■ **Input for this task**
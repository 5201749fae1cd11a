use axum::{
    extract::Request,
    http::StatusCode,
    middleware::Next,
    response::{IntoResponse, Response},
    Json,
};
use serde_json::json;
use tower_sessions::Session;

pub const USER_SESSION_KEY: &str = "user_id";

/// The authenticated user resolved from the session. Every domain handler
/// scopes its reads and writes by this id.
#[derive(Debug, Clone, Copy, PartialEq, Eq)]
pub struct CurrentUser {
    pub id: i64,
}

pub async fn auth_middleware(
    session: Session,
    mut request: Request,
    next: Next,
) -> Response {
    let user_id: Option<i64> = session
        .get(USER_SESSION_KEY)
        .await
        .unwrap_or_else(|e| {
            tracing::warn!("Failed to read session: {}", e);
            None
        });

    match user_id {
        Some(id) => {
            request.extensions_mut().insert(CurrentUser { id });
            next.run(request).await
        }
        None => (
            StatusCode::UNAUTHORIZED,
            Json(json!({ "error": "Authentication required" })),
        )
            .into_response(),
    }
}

--

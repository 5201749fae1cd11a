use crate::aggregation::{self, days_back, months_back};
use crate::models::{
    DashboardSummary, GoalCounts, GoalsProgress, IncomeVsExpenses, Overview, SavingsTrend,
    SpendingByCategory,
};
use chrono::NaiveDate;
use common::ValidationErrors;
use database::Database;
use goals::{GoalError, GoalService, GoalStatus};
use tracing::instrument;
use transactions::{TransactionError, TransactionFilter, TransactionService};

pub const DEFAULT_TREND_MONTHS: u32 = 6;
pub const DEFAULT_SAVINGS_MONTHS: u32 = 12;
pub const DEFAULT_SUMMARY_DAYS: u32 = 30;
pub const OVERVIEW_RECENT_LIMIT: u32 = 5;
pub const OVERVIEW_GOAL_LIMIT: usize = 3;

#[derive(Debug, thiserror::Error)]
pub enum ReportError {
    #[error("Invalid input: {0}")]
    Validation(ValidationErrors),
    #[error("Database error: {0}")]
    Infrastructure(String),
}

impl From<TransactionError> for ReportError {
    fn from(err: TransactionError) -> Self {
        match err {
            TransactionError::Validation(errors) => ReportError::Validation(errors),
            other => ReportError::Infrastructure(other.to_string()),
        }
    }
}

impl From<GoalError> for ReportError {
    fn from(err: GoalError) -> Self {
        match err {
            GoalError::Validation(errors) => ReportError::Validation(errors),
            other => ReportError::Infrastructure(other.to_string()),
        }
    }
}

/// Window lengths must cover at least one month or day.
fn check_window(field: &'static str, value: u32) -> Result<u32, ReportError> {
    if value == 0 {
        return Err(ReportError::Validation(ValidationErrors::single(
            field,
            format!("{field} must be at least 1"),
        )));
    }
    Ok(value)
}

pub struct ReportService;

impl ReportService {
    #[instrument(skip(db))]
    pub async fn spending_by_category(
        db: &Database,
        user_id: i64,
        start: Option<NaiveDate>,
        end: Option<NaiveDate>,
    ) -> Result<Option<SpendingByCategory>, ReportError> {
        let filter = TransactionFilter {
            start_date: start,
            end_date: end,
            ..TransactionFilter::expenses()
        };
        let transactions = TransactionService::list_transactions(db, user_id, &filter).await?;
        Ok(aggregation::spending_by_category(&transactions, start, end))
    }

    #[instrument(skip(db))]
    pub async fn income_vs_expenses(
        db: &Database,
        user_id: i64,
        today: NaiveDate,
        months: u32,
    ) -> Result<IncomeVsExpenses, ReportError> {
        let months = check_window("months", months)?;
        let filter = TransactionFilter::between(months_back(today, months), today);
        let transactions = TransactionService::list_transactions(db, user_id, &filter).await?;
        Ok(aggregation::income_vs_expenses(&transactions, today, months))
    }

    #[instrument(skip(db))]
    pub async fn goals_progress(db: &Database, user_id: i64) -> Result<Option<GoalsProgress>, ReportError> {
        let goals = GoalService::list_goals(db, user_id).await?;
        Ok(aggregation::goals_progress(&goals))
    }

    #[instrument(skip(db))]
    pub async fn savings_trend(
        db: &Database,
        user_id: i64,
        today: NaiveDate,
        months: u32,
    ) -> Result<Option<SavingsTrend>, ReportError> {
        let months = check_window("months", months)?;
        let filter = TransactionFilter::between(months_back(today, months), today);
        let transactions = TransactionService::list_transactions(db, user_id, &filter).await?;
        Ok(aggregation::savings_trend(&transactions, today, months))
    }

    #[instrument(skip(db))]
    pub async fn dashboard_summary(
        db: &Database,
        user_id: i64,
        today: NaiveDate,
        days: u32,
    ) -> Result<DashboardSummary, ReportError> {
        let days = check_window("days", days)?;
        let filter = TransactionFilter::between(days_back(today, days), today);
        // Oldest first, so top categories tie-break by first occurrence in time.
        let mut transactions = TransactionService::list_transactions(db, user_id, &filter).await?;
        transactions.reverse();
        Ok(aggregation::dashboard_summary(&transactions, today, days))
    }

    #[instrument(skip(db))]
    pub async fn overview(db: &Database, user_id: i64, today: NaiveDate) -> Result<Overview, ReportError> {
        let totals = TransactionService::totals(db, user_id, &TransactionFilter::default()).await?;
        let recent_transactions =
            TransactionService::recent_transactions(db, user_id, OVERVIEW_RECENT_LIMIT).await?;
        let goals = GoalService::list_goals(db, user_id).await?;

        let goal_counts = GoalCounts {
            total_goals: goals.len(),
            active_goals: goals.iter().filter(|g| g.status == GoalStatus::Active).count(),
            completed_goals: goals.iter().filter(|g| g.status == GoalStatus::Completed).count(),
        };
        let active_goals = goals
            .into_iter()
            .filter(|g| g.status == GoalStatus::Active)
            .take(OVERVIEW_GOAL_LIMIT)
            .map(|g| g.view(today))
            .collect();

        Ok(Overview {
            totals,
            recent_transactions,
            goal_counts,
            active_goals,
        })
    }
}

==

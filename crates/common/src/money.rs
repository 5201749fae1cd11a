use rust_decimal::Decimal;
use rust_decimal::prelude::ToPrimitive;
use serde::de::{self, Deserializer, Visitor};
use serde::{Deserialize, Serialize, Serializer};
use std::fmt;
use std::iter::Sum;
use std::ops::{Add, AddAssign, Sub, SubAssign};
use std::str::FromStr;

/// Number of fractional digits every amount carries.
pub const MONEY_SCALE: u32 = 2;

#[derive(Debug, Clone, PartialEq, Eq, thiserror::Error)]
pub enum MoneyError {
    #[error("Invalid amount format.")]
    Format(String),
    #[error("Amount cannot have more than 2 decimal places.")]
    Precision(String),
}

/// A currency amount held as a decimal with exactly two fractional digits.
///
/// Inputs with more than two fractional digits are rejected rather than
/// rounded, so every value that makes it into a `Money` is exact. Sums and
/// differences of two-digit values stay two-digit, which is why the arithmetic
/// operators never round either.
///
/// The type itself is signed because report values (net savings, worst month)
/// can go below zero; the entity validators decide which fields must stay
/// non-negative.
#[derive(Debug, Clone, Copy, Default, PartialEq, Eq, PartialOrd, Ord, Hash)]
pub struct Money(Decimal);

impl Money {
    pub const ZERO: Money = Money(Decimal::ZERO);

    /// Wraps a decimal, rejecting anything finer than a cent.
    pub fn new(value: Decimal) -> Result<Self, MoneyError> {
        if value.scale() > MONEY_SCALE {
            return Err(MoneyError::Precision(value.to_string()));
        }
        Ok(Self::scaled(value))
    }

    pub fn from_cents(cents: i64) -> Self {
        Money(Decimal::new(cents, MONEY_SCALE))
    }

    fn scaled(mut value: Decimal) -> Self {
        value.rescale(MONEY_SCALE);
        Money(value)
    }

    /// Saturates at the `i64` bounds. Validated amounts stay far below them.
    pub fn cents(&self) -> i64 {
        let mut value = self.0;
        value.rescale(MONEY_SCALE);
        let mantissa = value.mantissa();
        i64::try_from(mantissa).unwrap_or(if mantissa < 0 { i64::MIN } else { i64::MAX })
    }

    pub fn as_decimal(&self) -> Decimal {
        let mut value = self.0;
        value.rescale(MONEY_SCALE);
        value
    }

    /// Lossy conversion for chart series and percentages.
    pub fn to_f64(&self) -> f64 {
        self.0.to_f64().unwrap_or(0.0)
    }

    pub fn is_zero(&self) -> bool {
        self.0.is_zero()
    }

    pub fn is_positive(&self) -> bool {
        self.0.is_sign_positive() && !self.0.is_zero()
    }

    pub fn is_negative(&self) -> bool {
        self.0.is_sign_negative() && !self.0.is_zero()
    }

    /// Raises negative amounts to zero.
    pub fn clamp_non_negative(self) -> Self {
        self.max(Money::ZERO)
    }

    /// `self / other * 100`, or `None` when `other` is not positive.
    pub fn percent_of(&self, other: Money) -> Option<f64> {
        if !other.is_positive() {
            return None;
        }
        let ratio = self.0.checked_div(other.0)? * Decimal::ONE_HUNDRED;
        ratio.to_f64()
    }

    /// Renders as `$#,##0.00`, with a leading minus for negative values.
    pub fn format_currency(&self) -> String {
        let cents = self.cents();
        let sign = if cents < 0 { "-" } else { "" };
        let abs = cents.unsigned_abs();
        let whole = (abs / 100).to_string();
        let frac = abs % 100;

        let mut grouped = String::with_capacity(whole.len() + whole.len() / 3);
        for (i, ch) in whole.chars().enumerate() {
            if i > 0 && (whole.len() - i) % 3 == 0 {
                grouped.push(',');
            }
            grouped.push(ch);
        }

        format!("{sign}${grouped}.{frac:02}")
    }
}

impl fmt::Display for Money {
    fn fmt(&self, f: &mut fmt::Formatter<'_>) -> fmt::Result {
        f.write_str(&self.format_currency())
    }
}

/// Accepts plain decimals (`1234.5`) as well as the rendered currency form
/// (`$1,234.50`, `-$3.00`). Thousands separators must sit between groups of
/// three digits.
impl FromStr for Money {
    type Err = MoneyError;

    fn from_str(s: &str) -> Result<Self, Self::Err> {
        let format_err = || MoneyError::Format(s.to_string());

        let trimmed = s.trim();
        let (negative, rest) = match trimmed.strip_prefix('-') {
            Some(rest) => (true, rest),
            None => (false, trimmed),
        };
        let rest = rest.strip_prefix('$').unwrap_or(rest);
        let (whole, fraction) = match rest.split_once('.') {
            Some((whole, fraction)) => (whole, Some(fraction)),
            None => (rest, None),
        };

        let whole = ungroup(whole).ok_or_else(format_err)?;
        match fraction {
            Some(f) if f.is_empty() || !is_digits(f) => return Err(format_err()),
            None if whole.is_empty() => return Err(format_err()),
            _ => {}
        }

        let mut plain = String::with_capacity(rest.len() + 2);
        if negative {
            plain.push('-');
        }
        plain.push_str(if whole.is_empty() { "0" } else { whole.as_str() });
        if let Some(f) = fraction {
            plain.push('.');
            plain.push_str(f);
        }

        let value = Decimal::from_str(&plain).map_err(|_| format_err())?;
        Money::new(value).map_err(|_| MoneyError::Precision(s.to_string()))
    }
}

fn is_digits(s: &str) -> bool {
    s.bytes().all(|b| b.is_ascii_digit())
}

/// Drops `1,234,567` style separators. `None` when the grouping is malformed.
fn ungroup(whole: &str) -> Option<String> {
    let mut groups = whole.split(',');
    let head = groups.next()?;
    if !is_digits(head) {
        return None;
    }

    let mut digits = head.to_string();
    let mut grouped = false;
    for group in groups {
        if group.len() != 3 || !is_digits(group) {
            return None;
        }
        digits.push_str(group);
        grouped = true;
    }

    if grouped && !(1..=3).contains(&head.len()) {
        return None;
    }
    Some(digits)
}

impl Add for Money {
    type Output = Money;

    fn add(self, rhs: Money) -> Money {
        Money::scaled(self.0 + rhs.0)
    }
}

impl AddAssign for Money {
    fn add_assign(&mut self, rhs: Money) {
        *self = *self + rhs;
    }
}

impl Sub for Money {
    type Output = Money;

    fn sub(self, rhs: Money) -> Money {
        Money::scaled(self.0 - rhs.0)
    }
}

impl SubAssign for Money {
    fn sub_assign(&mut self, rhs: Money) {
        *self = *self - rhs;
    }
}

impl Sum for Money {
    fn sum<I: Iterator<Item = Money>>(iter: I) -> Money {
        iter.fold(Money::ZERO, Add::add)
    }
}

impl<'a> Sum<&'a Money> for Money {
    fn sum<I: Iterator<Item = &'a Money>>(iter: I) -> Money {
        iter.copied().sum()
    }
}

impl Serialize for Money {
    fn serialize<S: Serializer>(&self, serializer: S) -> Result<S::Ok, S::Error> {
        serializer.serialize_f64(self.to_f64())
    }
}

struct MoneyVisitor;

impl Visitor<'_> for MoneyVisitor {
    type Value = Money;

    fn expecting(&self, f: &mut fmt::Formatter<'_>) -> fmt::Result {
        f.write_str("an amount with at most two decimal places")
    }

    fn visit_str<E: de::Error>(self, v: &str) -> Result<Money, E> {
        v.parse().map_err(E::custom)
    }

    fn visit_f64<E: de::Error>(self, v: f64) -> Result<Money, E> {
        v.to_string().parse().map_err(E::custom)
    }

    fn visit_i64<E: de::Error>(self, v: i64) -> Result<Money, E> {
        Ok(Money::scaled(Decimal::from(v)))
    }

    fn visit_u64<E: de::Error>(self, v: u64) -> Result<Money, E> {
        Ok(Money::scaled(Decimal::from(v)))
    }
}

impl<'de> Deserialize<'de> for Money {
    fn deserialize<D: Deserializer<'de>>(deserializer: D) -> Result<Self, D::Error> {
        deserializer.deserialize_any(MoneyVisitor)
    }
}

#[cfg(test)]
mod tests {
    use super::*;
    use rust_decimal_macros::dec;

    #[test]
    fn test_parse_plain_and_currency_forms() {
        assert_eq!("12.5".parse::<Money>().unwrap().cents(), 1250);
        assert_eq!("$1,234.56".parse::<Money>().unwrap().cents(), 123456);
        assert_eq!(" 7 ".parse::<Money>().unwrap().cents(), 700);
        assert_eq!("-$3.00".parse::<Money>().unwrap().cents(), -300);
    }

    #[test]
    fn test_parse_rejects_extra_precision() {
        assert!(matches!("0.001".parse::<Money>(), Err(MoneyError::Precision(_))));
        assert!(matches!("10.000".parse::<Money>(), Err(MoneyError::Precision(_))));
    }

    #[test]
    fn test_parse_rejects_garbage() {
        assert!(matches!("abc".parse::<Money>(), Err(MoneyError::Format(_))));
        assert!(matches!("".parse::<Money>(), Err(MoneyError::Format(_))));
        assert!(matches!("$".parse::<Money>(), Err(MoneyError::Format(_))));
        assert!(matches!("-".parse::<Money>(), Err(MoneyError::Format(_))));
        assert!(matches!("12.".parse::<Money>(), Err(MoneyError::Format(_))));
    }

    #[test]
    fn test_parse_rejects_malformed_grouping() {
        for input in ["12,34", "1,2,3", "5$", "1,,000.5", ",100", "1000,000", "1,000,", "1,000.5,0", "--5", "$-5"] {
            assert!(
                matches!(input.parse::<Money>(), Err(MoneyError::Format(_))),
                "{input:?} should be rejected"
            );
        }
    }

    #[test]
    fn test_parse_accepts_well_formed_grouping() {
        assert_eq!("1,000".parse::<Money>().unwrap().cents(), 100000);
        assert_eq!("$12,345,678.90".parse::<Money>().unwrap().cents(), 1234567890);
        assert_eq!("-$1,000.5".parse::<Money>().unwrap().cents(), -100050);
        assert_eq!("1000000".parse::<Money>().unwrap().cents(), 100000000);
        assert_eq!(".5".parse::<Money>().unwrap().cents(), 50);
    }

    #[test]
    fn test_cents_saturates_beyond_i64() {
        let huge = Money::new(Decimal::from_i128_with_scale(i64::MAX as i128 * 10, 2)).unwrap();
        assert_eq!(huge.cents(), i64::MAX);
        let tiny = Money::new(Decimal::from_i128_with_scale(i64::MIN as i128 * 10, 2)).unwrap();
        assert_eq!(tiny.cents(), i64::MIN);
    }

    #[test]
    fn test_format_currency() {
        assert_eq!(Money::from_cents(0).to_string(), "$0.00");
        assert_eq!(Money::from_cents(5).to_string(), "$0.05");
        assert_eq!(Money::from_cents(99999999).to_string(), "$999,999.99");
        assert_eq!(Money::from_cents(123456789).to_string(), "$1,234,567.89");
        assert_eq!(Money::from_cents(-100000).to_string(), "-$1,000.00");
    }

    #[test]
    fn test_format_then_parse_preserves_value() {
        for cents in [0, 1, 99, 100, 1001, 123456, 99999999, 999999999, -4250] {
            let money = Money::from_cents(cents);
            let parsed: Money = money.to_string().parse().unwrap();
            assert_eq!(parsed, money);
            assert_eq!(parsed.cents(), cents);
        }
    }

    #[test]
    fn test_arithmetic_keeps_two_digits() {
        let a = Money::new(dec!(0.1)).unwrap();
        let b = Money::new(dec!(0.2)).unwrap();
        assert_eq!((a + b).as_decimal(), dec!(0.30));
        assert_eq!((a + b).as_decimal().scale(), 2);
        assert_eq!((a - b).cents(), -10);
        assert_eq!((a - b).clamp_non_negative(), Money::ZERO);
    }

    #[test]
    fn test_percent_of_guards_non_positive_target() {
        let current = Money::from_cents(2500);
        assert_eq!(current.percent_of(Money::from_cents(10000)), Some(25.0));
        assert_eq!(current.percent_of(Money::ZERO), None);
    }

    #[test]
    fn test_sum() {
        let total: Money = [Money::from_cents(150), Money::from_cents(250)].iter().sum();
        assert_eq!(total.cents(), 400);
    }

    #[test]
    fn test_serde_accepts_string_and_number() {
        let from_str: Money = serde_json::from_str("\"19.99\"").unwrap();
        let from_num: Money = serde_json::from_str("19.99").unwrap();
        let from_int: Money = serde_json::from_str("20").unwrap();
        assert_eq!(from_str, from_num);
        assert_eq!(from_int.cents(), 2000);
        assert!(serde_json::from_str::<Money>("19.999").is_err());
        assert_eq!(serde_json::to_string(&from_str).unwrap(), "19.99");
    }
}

■ **Description of the task**
Please go through the data above and copy every line that has the word "FromStr".

■ **The completed task**
use std::str::FromStr;
impl FromStr for Money {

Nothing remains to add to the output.